Dataset extract below:

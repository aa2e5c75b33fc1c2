//! Incremental Server-Sent Events decoding.

use tracing::trace;

/// Splits a byte stream into SSE event payloads.
///
/// Only `data:` fields are kept. Consecutive `data:` lines of one event are
/// joined with `\n`; a blank line dispatches the event. Comments and other
/// fields (`event:`, `id:`, `retry:`) are ignored.
#[derive(Debug, Default)]
pub struct SseDecoder {
    buffer: Vec<u8>,
    data: Vec<String>,
}

impl SseDecoder {
    /// Creates an empty decoder.
    pub fn new() -> Self {
        Self::default()
    }

    /// Feeds a chunk and returns every event it completed.
    pub fn push(&mut self, chunk: &[u8]) -> Vec<String> {
        self.buffer.extend_from_slice(chunk);
        let mut events = Vec::new();

        while let Some(end) = self.buffer.iter().position(|b| *b == b'\n') {
            let mut line: Vec<u8> = self.buffer.drain(..=end).collect();
            line.pop();
            if line.last() == Some(&b'\r') {
                line.pop();
            }
            let line = String::from_utf8_lossy(&line);
            if let Some(event) = self.process_line(&line) {
                events.push(event);
            }
        }

        events
    }

    /// Flushes a trailing event the server did not terminate with a blank line.
    pub fn finish(&mut self) -> Option<String> {
        if !self.buffer.is_empty() {
            let rest = std::mem::take(&mut self.buffer);
            let line = String::from_utf8_lossy(&rest).into_owned();
            if let Some(event) = self.process_line(&line) {
                return Some(event);
            }
        }
        self.dispatch()
    }

    fn process_line(&mut self, line: &str) -> Option<String> {
        if line.is_empty() {
            return self.dispatch();
        }
        if line.starts_with(':') {
            trace!(comment = line, "SSE comment");
            return None;
        }
        let (field, value) = match line.split_once(':') {
            Some((field, value)) => (field, value.strip_prefix(' ').unwrap_or(value)),
            None => (line, ""),
        };
        if field == "data" {
            self.data.push(value.to_string());
        }
        None
    }

    fn dispatch(&mut self) -> Option<String> {
        if self.data.is_empty() {
            return None;
        }
        let event = self.data.join("\n");
        self.data.clear();
        Some(event)
    }
}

End of Dataset extract.

**How to complete this task:**
Only lines holding the word "None" are wanted, so copy each of them from the records above.

**Reply:**
            return None;
            None => (line, ""),
        None
            return None;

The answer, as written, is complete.